Set down the listing below verbatim, but only from its first line through the line containing "reports. The store".

---------- Given data

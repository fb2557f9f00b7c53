//! Infrastructure for the goldbook ledger.
//!
//! This crate wires the domain crates into a running pipeline:
//! request validation, atomic commit against a [`LedgerStore`], and the
//! read side that folds histories into balances and reports. The store
//! contract lives behind a trait so the in-memory backend can be swapped
//! for a durable one without touching the pipeline.

pub mod executor;
pub mod ledger_store;
pub mod reader;
pub mod validator;


pub use executor::{
    BatchAborted, BatchItem, BatchReport, CommitReceipt, ExecuteError, ItemOutcome,
    TransactionExecutor,
};
pub use ledger_store::{
    AppendError, InMemoryLedgerStore, JewelryTransition, LedgerStore, RegistryError, StorageError,
};
pub use reader::{CustomerOverview, LedgerReader, ReadError};
pub use validator::{
    JewelryRef, RejectReason, TransactionRequest, TransactionValidator, ValidateError,
    ValidatedTransaction,
};
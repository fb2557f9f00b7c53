//! Request validation.
//!
//! A [`TransactionRequest`] is what the outside world submits: a customer
//! id, a transaction type by wire name, and an untyped JSON payload. The
//! validator runs a fixed sequence of checks against the registry and,
//! when every check passes, freezes the request into a typed
//! [`ValidatedTransaction`] ready for an atomic commit. The first failing
//! check decides the [`RejectReason`]; later checks never run.

use chrono::Utc;
use serde::{Deserialize, Serialize};
use serde_json::Value as JsonValue;
use thiserror::Error;

use goldbook_core::{BankAccountId, CustomerId, DomainError, TransactionId};
use goldbook_inventory::JewelryState;
use goldbook_ledger::{
    JewelryMovement, MoneyMovement, RawGoldTrade, RawGoldTransfer, Transaction,
    TransactionDetails, TransactionKind,
};

use crate::ledger_store::{JewelryTransition, LedgerStore, StorageError};

/// One intended ledger transaction, as submitted.
#[derive(Debug, Clone, PartialEq, Serialize, Deserialize)]
pub struct TransactionRequest {
    pub customer_id: CustomerId,
    /// Wire name of the kind, e.g. `"Sell Raw Gold"`.
    pub transaction_type: String,
    #[serde(default)]
    pub payload: JsonValue,
    #[serde(default)]
    pub note: Option<String>,
}

/// Wire payload for the two jewelry kinds: requests name the piece by its
/// serial code; the validator resolves everything else.
#[derive(Debug, Clone, PartialEq, Eq, Serialize, Deserialize)]
#[serde(deny_unknown_fields)]
pub struct JewelryRef {
    pub jewelry_code: String,
}

/// Why a request was turned away. Deterministic and local to the request:
/// nothing was written, and other requests are unaffected.
#[derive(Debug, Clone, PartialEq, Eq, Error)]
pub enum RejectReason {
    #[error("unknown transaction type: {0}")]
    UnknownType(String),
    #[error("customer not found: {0}")]
    CustomerNotFound(CustomerId),
    #[error("bank account not found: {0}")]
    BankAccountNotFound(BankAccountId),
    #[error("jewelry not found: {0}")]
    ItemNotFound(String),
    #[error("jewelry {code} is {found}, {kind} requires {required}")]
    ItemState {
        code: String,
        kind: TransactionKind,
        required: JewelryState,
        found: JewelryState,
    },
    #[error("malformed payload: {0}")]
    MalformedPayload(String),
    #[error("concurrent conflict: {0}")]
    ConcurrentConflict(String),
}

impl RejectReason {
    /// Stable machine-readable code, used by batch reports and HTTP bodies.
    pub fn kind(&self) -> &'static str {
        match self {
            RejectReason::UnknownType(_) => "unknown_type",
            RejectReason::CustomerNotFound(_) => "customer_not_found",
            RejectReason::BankAccountNotFound(_) => "bank_account_not_found",
            RejectReason::ItemNotFound(_) => "item_not_found",
            RejectReason::ItemState { .. } => "item_state",
            RejectReason::MalformedPayload(_) => "malformed_payload",
            RejectReason::ConcurrentConflict(_) => "concurrent_conflict",
        }
    }
}

/// Validation failure: either a rejection of the request itself or an
/// infrastructure fault while consulting the registry.
#[derive(Debug, Error)]
pub enum ValidateError {
    #[error(transparent)]
    Rejected(#[from] RejectReason),
    #[error(transparent)]
    Storage(#[from] StorageError),
}

/// A request that passed every check.
///
/// The payload is frozen into typed details (jewelry kinds carry the piece
/// snapshot as resolved now), and `transition` holds the compare-and-set
/// custody flip the commit must apply atomically.
#[derive(Debug, Clone)]
pub struct ValidatedTransaction {
    pub transaction: Transaction,
    pub transition: Option<JewelryTransition>,
}

/// Runs the check sequence against a store. Never mutates anything.
pub struct TransactionValidator<'a, S> {
    store: &'a S,
}

impl<'a, S: LedgerStore> TransactionValidator<'a, S> {
    pub fn new(store: &'a S) -> Self {
        Self { store }
    }

    /// Check order: transaction type, customer, payload shape and numbers,
    /// bank account, jewelry resolution and custody state. First failure
    /// wins.
    pub fn validate(
        &self,
        request: &TransactionRequest,
    ) -> Result<ValidatedTransaction, ValidateError> {
        let kind: TransactionKind = request
            .transaction_type
            .parse()
            .map_err(|_| RejectReason::UnknownType(request.transaction_type.clone()))?;

        if self.store.customer(request.customer_id)?.is_none() {
            return Err(RejectReason::CustomerNotFound(request.customer_id).into());
        }

        let (details, transition) = match kind {
            TransactionKind::SellRawGold | TransactionKind::BuyRawGold => {
                let trade: RawGoldTrade = decode(&request.payload)?;
                sanity(trade.validate())?;
                let details = if kind == TransactionKind::SellRawGold {
                    TransactionDetails::SellRawGold(trade)
                } else {
                    TransactionDetails::BuyRawGold(trade)
                };
                (details, None)
            }
            TransactionKind::ReceiveMoney | TransactionKind::SendMoney => {
                let movement: MoneyMovement = decode(&request.payload)?;
                sanity(movement.validate())?;
                if self
                    .store
                    .bank_account(movement.bank_account_id)?
                    .is_none()
                {
                    return Err(
                        RejectReason::BankAccountNotFound(movement.bank_account_id).into()
                    );
                }
                let details = if kind == TransactionKind::ReceiveMoney {
                    TransactionDetails::ReceiveMoney(movement)
                } else {
                    TransactionDetails::SendMoney(movement)
                };
                (details, None)
            }
            TransactionKind::ReceiveRawGold | TransactionKind::GiveRawGold => {
                let transfer: RawGoldTransfer = decode(&request.payload)?;
                sanity(transfer.validate())?;
                let details = if kind == TransactionKind::ReceiveRawGold {
                    TransactionDetails::ReceiveRawGold(transfer)
                } else {
                    TransactionDetails::GiveRawGold(transfer)
                };
                (details, None)
            }
            TransactionKind::ReceiveJewelry | TransactionKind::GiveJewelry => {
                let reference: JewelryRef = decode(&request.payload)?;
                let code = reference.jewelry_code.trim();
                if code.is_empty() {
                    return Err(
                        RejectReason::MalformedPayload("jewelry_code cannot be empty".into())
                            .into(),
                    );
                }
                let piece = self
                    .store
                    .jewelry_by_code(code)?
                    .ok_or_else(|| RejectReason::ItemNotFound(code.to_string()))?;

                let (required, to) = if kind == TransactionKind::GiveJewelry {
                    (JewelryState::InStock, JewelryState::Disposed)
                } else {
                    (JewelryState::Disposed, JewelryState::InStock)
                };
                if piece.state() != required {
                    return Err(RejectReason::ItemState {
                        code: piece.code().to_string(),
                        kind,
                        required,
                        found: piece.state(),
                    }
                    .into());
                }

                let movement = JewelryMovement {
                    jewelry_id: piece.id(),
                    jewelry_code: piece.code().to_string(),
                    weight_grams: piece.weight_grams(),
                    purity: piece.purity(),
                };
                let details = if kind == TransactionKind::GiveJewelry {
                    TransactionDetails::GiveJewelry(movement)
                } else {
                    TransactionDetails::ReceiveJewelry(movement)
                };
                let transition = JewelryTransition {
                    jewelry_id: piece.id(),
                    jewelry_code: piece.code().to_string(),
                    expect: required,
                    to,
                };
                (details, Some(transition))
            }
        };

        Ok(ValidatedTransaction {
            transaction: Transaction::new(
                TransactionId::new(),
                request.customer_id,
                details,
                request.note.clone(),
                Utc::now(),
            ),
            transition,
        })
    }
}

fn decode<T: serde::de::DeserializeOwned>(payload: &JsonValue) -> Result<T, RejectReason> {
    serde_json::from_value(payload.clone())
        .map_err(|e| RejectReason::MalformedPayload(e.to_string()))
}

fn sanity(checked: Result<(), DomainError>) -> Result<(), RejectReason> {
    checked.map_err(|e| RejectReason::MalformedPayload(domain_message(e)))
}

fn domain_message(error: DomainError) -> String {
    match error {
        DomainError::Validation(message) => message,
        other => other.to_string(),
    }
}
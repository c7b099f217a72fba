//! The packaging plan handed to graph materialization.

use bunny_llb::State;
use std::collections::BTreeMap;

/// Copy of one path of `state` into the final image.
#[derive(Debug, Clone)]
pub struct PackCopy {
    pub state: State,
    pub src: String,
    pub dst: String,
}

/// Image settings carried next to the plan.
#[derive(Debug, Clone, Default, PartialEq, Eq)]
pub struct PackConfig {
    /// Reference the base state was pulled from, `scratch` when synthesized
    pub base_ref: String,
    pub monitor: String,
    pub entrypoint: Vec<String>,
    pub cmd: Vec<String>,
    pub env: Vec<String>,
}

/// Everything needed to assemble the final image.
#[derive(Debug, Clone)]
pub struct PackInstructions {
    pub base: State,
    /// Applied onto `base` in order
    pub copies: Vec<PackCopy>,
    pub annotations: BTreeMap<String, String>,
    pub config: PackConfig,
}

impl Default for PackInstructions {
    fn default() -> Self {
        Self {
            base: State::scratch(),
            copies: Vec::new(),
            annotations: BTreeMap::new(),
            config: PackConfig {
                base_ref: "scratch".to_string(),
                ..PackConfig::default()
            },
        }
    }
}
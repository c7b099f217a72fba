use super::{Framework, extend_rootfs, rootfs_from_includes};
use crate::config::HopsConfig;
use crate::error::HopsResult;
use crate::hops::{Platform, Rootfs, RootfsType};
use bunny_llb::State;

pub(super) const NAME: &str = "generic";

/// Fallback for frameworks without dedicated support. Accepts every rootfs
/// type, monitor and architecture, and reports the framework name it was
/// requested under.
#[derive(Debug, Clone)]
pub struct Generic {
    name: String,
    platform: Platform,
    rootfs: Rootfs,
}

impl Generic {
    pub fn new(platform: Platform, rootfs: Rootfs) -> Self {
        let name = if platform.framework.is_empty() {
            NAME.to_string()
        } else {
            platform.framework.clone()
        };
        Self {
            name,
            platform,
            rootfs,
        }
    }
}

impl Framework for Generic {
    fn name(&self) -> &str {
        &self.name
    }

    fn default_rootfs_type(&self) -> RootfsType {
        RootfsType::Raw
    }

    fn supported_rootfs_types(&self) -> &'static [RootfsType] {
        &[RootfsType::Initrd, RootfsType::Raw, RootfsType::Block]
    }

    fn declared_rootfs_type(&self) -> &str {
        &self.rootfs.rootfs_type
    }

    fn supports_monitor(&self, _monitor: &str) -> bool {
        true
    }

    fn supports_arch(&self, _arch: &str) -> bool {
        true
    }

    fn create_rootfs(&self, config: &HopsConfig) -> HopsResult<State> {
        rootfs_from_includes(self, &self.rootfs, config)
    }

    fn update_rootfs(&self, config: &HopsConfig) -> HopsResult<State> {
        extend_rootfs(self, &self.rootfs, &self.platform.monitor, config)
    }

    fn build_kernel(&self, _config: &HopsConfig) -> HopsResult<State> {
        Ok(State::scratch())
    }
}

--------------------

▸ **Answer box**:
repository fb2557f9f00b7c53
//! Infrastructure for the goldbook ledger.
//!
//! This crate wires the domain crates into a running pipeline:
//! request validation, atomic commit against a [`LedgerStore`], and the
//! read side that folds histories into balances and reports. The store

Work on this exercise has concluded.